PROBLEM STATEMENT: For the entries below, repeat exactly each line starting with the one that contains "into a session." and going on through the one that contains "the underlying cause.", and no others.

#### DATA FOR THIS EXERCISE

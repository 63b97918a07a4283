//! Convenient imports for common functionality.

pub use crate::binding::{
    BindingEvaluator, ContextEvaluator, EvaluatedBindings, PreparedStatementContext,
    RuntimeContext, render_interpolated, resolve_prepared,
};
pub use crate::config::{ConnectionSettings, DatasourceConfig};
pub use crate::connector::{DataSourceService, MssqlConnector, QueryAction};
pub use crate::error::{BindingError, ConnectorError, ErrorKind};
pub use crate::pool::{
    ConnectionStrategy, DirectStrategy, PooledStrategy, SqlSession, acquire, release,
};
pub use crate::results::{CustomDbRow, QueryOutput, Record, ResultSet};
pub use crate::schema::{Column, ConnectionStatus, DbSchema, SchemaMetadata, Table};
pub use crate::translation::translate_placeholders;
pub use crate::types::RowValues;
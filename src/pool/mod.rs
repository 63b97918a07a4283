//! Connection acquisition and release.
//!
//! How sessions are opened is an injected [`ConnectionStrategy`]; the
//! connector only relies on [`acquire`] and [`release`]. A session belongs to
//! the operation that acquired it and must be released on every exit path.

mod direct;
mod manager;
mod pooled;

use async_trait::async_trait;
use tracing::{debug, warn};

pub use direct::{DirectSession, DirectStrategy};
pub use manager::MssqlManager;
pub use pooled::{DEFAULT_POOL_SIZE, PooledSession, PooledStrategy};

use crate::config::{ConnectionSettings, DatasourceConfig};
use crate::error::ConnectorError;
use crate::results::ResultSet;
use crate::types::RowValues;

/// An established session the executor can run statements on.
#[async_trait]
pub trait SqlSession: Send {
    /// Run `sql` as one batch with `params[i]` bound to `@PARAM_<i + 1>`.
    ///
    /// # Errors
    /// Returns `ConnectorError::Execution` with the driver message.
    async fn query(&mut self, sql: &str, params: &[RowValues])
    -> Result<ResultSet, ConnectorError>;

    /// Run literal SQL with no binding step.
    ///
    /// # Errors
    /// Returns `ConnectorError::Execution` with the driver message.
    async fn simple_query(&mut self, sql: &str) -> Result<ResultSet, ConnectorError>;

    /// Give the session back. Must not fail on an already broken session
    /// beyond reporting it.
    ///
    /// # Errors
    /// Returns the failure to close; callers log and discard it.
    async fn close(self) -> Result<(), ConnectorError>;
}

/// Pluggable way of turning validated settings into a session.
#[async_trait]
pub trait ConnectionStrategy: Send + Sync {
    type Session: SqlSession;

    /// # Errors
    /// Returns `ConnectorError::Connection` carrying the underlying cause.
    async fn connect(&self, settings: &ConnectionSettings)
    -> Result<Self::Session, ConnectorError>;
}

/// Validate `config` and open a session through `strategy`.
///
/// Configuration problems are reported before any network activity.
///
/// # Errors
/// Returns `ConnectorError::MissingConfig` / `InvalidConfig` for bad
/// configuration and `ConnectorError::Connection` when establishment fails.
pub async fn acquire<S>(strategy: &S, config: &DatasourceConfig) -> Result<S::Session, ConnectorError>
where
    S: ConnectionStrategy + ?Sized,
{
    let settings = config.validate()?;
    debug!(address = %settings.address(), database = %settings.database, "acquiring session");
    strategy.connect(&settings).await
}

/// Best-effort release: failures are logged and never surfaced, so they
/// cannot mask the outcome of the operation being cleaned up.
pub async fn release<C: SqlSession>(session: C) {
    match session.close().await {
        Ok(()) => debug!("session released"),
        Err(err) => warn!(error = %err, "failed to release SQL Server session"),
    }
}
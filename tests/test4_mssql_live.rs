//! Runs against a real server when `MSSQL_TEST_DATASOURCE` names a datasource
//! JSON file; otherwise every test returns early.

use mssql_connector::prelude::*;
use serde_json::json;

fn live_datasource() -> Result<Option<DatasourceConfig>, Box<dyn std::error::Error>> {
    let Ok(path) = std::env::var("MSSQL_TEST_DATASOURCE") else {
        return Ok(None);
    };
    let raw = std::fs::read_to_string(path)?;
    Ok(Some(DatasourceConfig::from_json(serde_json::from_str(&raw)?)?))
}

#[test]
fn live_round_trip_with_bound_parameters() -> Result<(), Box<dyn std::error::Error>> {
    let Some(datasource) = live_datasource()? else {
        return Ok(());
    };
    let rt = tokio::runtime::Runtime::new()?;
    rt.block_on(async move {
        for connector in [
            Box::new(MssqlConnector::direct()) as Box<dyn DataSourceService>,
            Box::new(MssqlConnector::pooled(2)),
        ] {
            connector.test_connection(&datasource).await?;

            let mut context = RuntimeContext::new()
                .with_variable("id", json!(5))
                .with_variable("name", json!("o'hara; DROP TABLE x"));
            let action = QueryAction::prepared(
                "SELECT {{id}} AS RowId, {{name}} AS DisplayName, '{{name}}' AS literal_text",
            );
            let output = connector.execute(&datasource, &action, &mut context).await?;
            assert_eq!(
                output.data,
                vec![json!({
                    "row_id": 5,
                    "display_name": "o'hara; DROP TABLE x",
                    "literal_text": "@PARAM_3"
                })
                .as_object()
                .cloned()
                .unwrap_or_default()]
            );

            connector.describe_schema(&datasource).await?;
        }
        Ok::<(), ConnectorError>(())
    })?;
    Ok(())
}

########

THE COMPLETED TASK:
/// Pluggable way of turning validated settings into a session.
#[async_trait]
pub trait ConnectionStrategy: Send + Sync {
    type Session: SqlSession;

    /// # Errors
    /// Returns `ConnectorError::Connection` carrying the underlying cause.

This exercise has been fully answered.